Tuesday, June 23, 2020

SOLTuesday: My Life in 50 Objects, part 4


I’m trying to document the objects I have that my relatives may wonder about after I die and am no longer around for them to ask. (I’m not planning to die anytime soon, but it’s better to do this before I need to. My mother said she’d do it for her jewelry, and she never did.) So here are some small objects, mostly sitting on my bureau.
            The penny jar is a holdover from my college days. At Antioch College, we were given several booklets of “food stamps” to use in the cafeteria, campus coffee shop, and the Inn, the campus restaurant for visitors. The stamps were in denominations comparable to coins, but there were no penny stamps. So students would accumulate pennies over the course of a quarter (no semesters at this school), and since many of us had empty Chianti bottles, those became our default “penny jars.”

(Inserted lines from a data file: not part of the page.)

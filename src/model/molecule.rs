use super::conformation::Conformation;
use super::types::{BondOrder, Element};
use serde::{Deserialize, Serialize};

#[derive(Debug, Clone, PartialEq, Eq, Hash, Serialize, Deserialize)]
pub struct Bond {
    pub i: usize,
    pub j: usize,
    pub order: BondOrder,
}

impl Bond {
    pub fn new(idx1: usize, idx2: usize, order: BondOrder) -> Self {
        if idx1 <= idx2 {
            Self { i: idx1, j: idx2, order }
        } else {
            Self { i: idx2, j: idx1, order }
        }
    }
}

/// A molecule as held by the structure store.
///
/// The atom ordering of `elements` is the reference ordering for every
/// conformation, every per-atom label and every derived graph node.
#[derive(Debug, Clone, Default)]
pub struct Molecule {
    pub id: String,
    pub elements: Vec<Element>,
    /// Declared connectivity; empty when it has to be perceived from geometry.
    pub bonds: Vec<Bond>,
    pub partial_charges: Option<Vec<f64>>,
    pub conformations: Vec<Conformation>,
}

impl Molecule {
    pub fn new(id: impl Into<String>) -> Self {
        Self {
            id: id.into(),
            ..Self::default()
        }
    }

    #[inline]
    pub fn atom_count(&self) -> usize {
        self.elements.len()
    }

    #[inline]
    pub fn bond_count(&self) -> usize {
        self.bonds.len()
    }

    #[inline]
    pub fn conformation_count(&self) -> usize {
        self.conformations.len()
    }

    #[inline]
    pub fn has_declared_bonds(&self) -> bool {
        !self.bonds.is_empty()
    }
}

#[cfg(test)]
mod tests {
    use super::*;

    #[test]
    fn bond_new_orders_indices() {
        let bond = Bond::new(5, 2, BondOrder::Double);
        assert_eq!((bond.i, bond.j), (2, 5));
        assert_eq!(bond.order, BondOrder::Double);
    }

    #[test]
    fn molecule_counts() {
        let mut mol = Molecule::new("water");
        mol.elements = vec![Element::O, Element::H, Element::H];
        mol.bonds.push(Bond::new(0, 1, BondOrder::Single));
        assert_eq!(mol.id, "water");
        assert_eq!(mol.atom_count(), 3);
        assert_eq!(mol.bond_count(), 1);
        assert_eq!(mol.conformation_count(), 0);
        assert!(mol.has_declared_bonds());
    }
}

            Once I left school, saving pennies had become a habit. This jar holds around $12 worth when it’s full, and as you can see, I recently redeemed its contents. Since the pandemic lockdown, I haven’t used cash for anything, and who knows when I will again. Maybe there won’t be anymore pennies for this jar.
           
This sadly tarnished silver dumbbell was a baby gift for our daughter from the parents of a very old friend. They lived in Memphis, Tennessee, and we met them only a couple of times, but we really appreciated the gift, a teething object that Christie used quite a bit as a baby. I’m bad at the kind of maintenance this would require. Maybe putting a photo of this in public will force me to clean it up.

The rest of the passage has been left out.